E si dice che di solito è lui che ti salva.
Io non penso che quando si sta male improvvisamente si trova la fede, non ci sono miracoli come quelli descritti nella Bibbia che ci facevano imparare a memoria da piccoli.
Credo che la gente disperata abbia solo bisogno di credere in qualcosa di ultraterreno che abbia il potere di salvarti e farti stare bene quando ogni cosa e creatura terrena ha fallito. 
E avendone bisogno, lo vedono e lo sentono anche se magari non c’è e nulla fa un effettivo miracolo. 
Il miracolo si crea perché noi vogliamo vederlo. 

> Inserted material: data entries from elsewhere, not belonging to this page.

use async_trait::async_trait;
use chrono::{DateTime, Utc};
use deadpool_postgres::Pool;
use tokio_postgres::error::SqlState;
use tokio_postgres::types::ToSql;
use uuid::Uuid;

use crate::{
    error::{AppError, Result},
    models::session_record::{NewSessionRecord, SessionRecord, SESSION_RECORD_COLUMNS},
};

/// Persistence for [`SessionRecord`]s.
#[async_trait]
pub trait SessionRecordRepository: Send + Sync {
    /// Counts every record the user owns, expired or not.
    async fn count_for_user(&self, user_id: Uuid) -> Result<u64>;

    /// Inserts a record.
    ///
    /// # Errors
    ///
    /// `Conflict` when a record already exists for the same container.
    async fn insert(&self, record: NewSessionRecord) -> Result<SessionRecord>;

    /// Counts and inserts as one atomic step per user.
    ///
    /// # Returns
    ///
    /// `None` when the user already owns `max_sessions` records or more.
    async fn insert_within_limit(
        &self,
        record: NewSessionRecord,
        max_sessions: u64,
    ) -> Result<Option<SessionRecord>>;

    /// The record for `container_id` if it belongs to `user_id`.
    async fn find_by_container(
        &self,
        user_id: Uuid,
        container_id: &str,
    ) -> Result<Option<SessionRecord>>;

    /// All records owned by the user, newest first.
    async fn list_for_user(&self, user_id: Uuid) -> Result<Vec<SessionRecord>>;

    /// Sets `last_activity` on the matching record. Returns whether one matched.
    async fn touch(&self, user_id: Uuid, container_id: &str, at: DateTime<Utc>) -> Result<bool>;

    /// Deletes the record for `container_id`. Returns whether one existed.
    async fn delete_by_container(&self, container_id: &str) -> Result<bool>;

    /// Container ids referenced by any record.
    async fn container_ids(&self) -> Result<Vec<String>>;
}

const INSERT_RECORD_SQL: &str = r#"
    INSERT INTO session_records (
        id, user_id, container_id, ip_address, city, country,
        browser_info, device_info, created_at, last_activity, expires_at
    )
    VALUES ($1, $2, $3, $4, $5, $6, $7, $8, $9, $10, $11)
    RETURNING id, user_id, container_id, ip_address, city, country,
        browser_info, device_info, created_at, last_activity, expires_at
"#;

const COUNT_FOR_USER_SQL: &str = "SELECT COUNT(*) FROM session_records WHERE user_id = $1";

/// Positional parameters for [`INSERT_RECORD_SQL`].
fn insert_params(record: &SessionRecord) -> [&(dyn ToSql + Sync); 11] {
    [
        &record.id,
        &record.user_id,
        &record.container_id,
        &record.ip_address,
        &record.city,
        &record.country,
        &record.browser_info,
        &record.device_info,
        &record.created_at,
        &record.last_activity,
        &record.expires_at,
    ]
}

fn map_insert_error(e: tokio_postgres::Error, container_id: &str) -> AppError {
    if e.code() == Some(&SqlState::UNIQUE_VIOLATION) {
        return AppError::Conflict(format!(
            "Session record already exists for container {}",
            container_id
        ));
    }
    AppError::Database(e)
}

/// [`SessionRecordRepository`] over the `session_records` table.
#[derive(Clone)]
pub struct PgSessionRecordRepository {
    pool: Pool,
}

impl PgSessionRecordRepository {
    pub fn new(pool: Pool) -> Self {
        Self { pool }
    }
}

#[async_trait]
impl SessionRecordRepository for PgSessionRecordRepository {
    async fn count_for_user(&self, user_id: Uuid) -> Result<u64> {
        let client = self.pool.get().await?;
        let statement = client.prepare_cached(COUNT_FOR_USER_SQL).await?;
        let count: i64 = client.query_one(&statement, &[&user_id]).await?.try_get(0)?;
        Ok(count.max(0) as u64)
    }

    async fn insert(&self, record: NewSessionRecord) -> Result<SessionRecord> {
        let client = self.pool.get().await?;
        let record = record.into_record();
        let statement = client.prepare_cached(INSERT_RECORD_SQL).await?;
        let row = client
            .query_one(&statement, &insert_params(&record))
            .await
            .map_err(|e| map_insert_error(e, &record.container_id))?;
        SessionRecord::from_row(&row)
    }

    async fn insert_within_limit(
        &self,
        record: NewSessionRecord,
        max_sessions: u64,
    ) -> Result<Option<SessionRecord>> {
        let mut client = self.pool.get().await?;
        let transaction = client.transaction().await?;

        // Serializes admissions per user until commit/rollback.
        transaction
            .execute(
                "SELECT pg_advisory_xact_lock(hashtextextended($1::text, 0))",
                &[&record.user_id.to_string()],
            )
            .await?;

        let statement = transaction.prepare_cached(COUNT_FOR_USER_SQL).await?;
        let count: i64 = transaction
            .query_one(&statement, &[&record.user_id])
            .await?
            .try_get(0)?;
        if count.max(0) as u64 >= max_sessions {
            transaction.rollback().await?;
            return Ok(None);
        }

        let record = record.into_record();
        let statement = transaction.prepare_cached(INSERT_RECORD_SQL).await?;
        let row = transaction
            .query_one(&statement, &insert_params(&record))
            .await
            .map_err(|e| map_insert_error(e, &record.container_id))?;
        transaction.commit().await?;

        SessionRecord::from_row(&row).map(Some)
    }

    async fn find_by_container(
        &self,
        user_id: Uuid,
        container_id: &str,
    ) -> Result<Option<SessionRecord>> {
        let client = self.pool.get().await?;
        let query = format!(
            "SELECT {} FROM session_records WHERE user_id = $1 AND container_id = $2",
            SESSION_RECORD_COLUMNS
        );
        let statement = client.prepare_cached(&query).await?;
        let row = client.query_opt(&statement, &[&user_id, &container_id]).await?;
        row.map(|r| SessionRecord::from_row(&r)).transpose()
    }

    async fn list_for_user(&self, user_id: Uuid) -> Result<Vec<SessionRecord>> {
        let client = self.pool.get().await?;
        let query = format!(
            "SELECT {} FROM session_records WHERE user_id = $1 ORDER BY created_at DESC",
            SESSION_RECORD_COLUMNS
        );
        let statement = client.prepare_cached(&query).await?;
        let rows = client.query(&statement, &[&user_id]).await?;
        rows.iter().map(SessionRecord::from_row).collect()
    }

    async fn touch(&self, user_id: Uuid, container_id: &str, at: DateTime<Utc>) -> Result<bool> {
        let client = self.pool.get().await?;
        let statement = client
            .prepare_cached(
                r#"
                UPDATE session_records
                SET last_activity = $3
                WHERE user_id = $1 AND container_id = $2
                "#,
            )
            .await?;
        let updated = client
            .execute(&statement, &[&user_id, &container_id, &at])
            .await?;
        Ok(updated > 0)
    }

    async fn delete_by_container(&self, container_id: &str) -> Result<bool> {
        let client = self.pool.get().await?;
        let statement = client
            .prepare_cached("DELETE FROM session_records WHERE container_id = $1")
            .await?;
        let deleted = client.execute(&statement, &[&container_id]).await?;
        Ok(deleted > 0)
    }

    async fn container_ids(&self) -> Result<Vec<String>> {
        let client = self.pool.get().await?;
        let statement = client
            .prepare_cached("SELECT container_id FROM session_records")
            .await?;
        let rows = client.query(&statement, &[]).await?;
        rows.iter()
            .map(|row| row.try_get("container_id").map_err(AppError::from))
            .collect()
    }
}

Il miracolo effettivo è tornare a stare bene dal nulla senza alcun motivo od aiuto concreto e reale. 
Il miracolo è rialzarsi quando sei caduto di faccia e rinascere. Che poi sia per Dio, per Buddha, Allah o chissà chi, non importa. 
Per me è la nostra forza, quella che non è davvero esaurita, il pezzo in fondo al vaso, quello dopo i demoni. In tutti noi c’è quella forza.
Ma se Jacoby ha bisogno di un Dio per trovare quella forza che lo salvi, che entri in quella chiesa e che Dio scenda da quella croce, perché altrimenti la prossima volta niente lo salverà.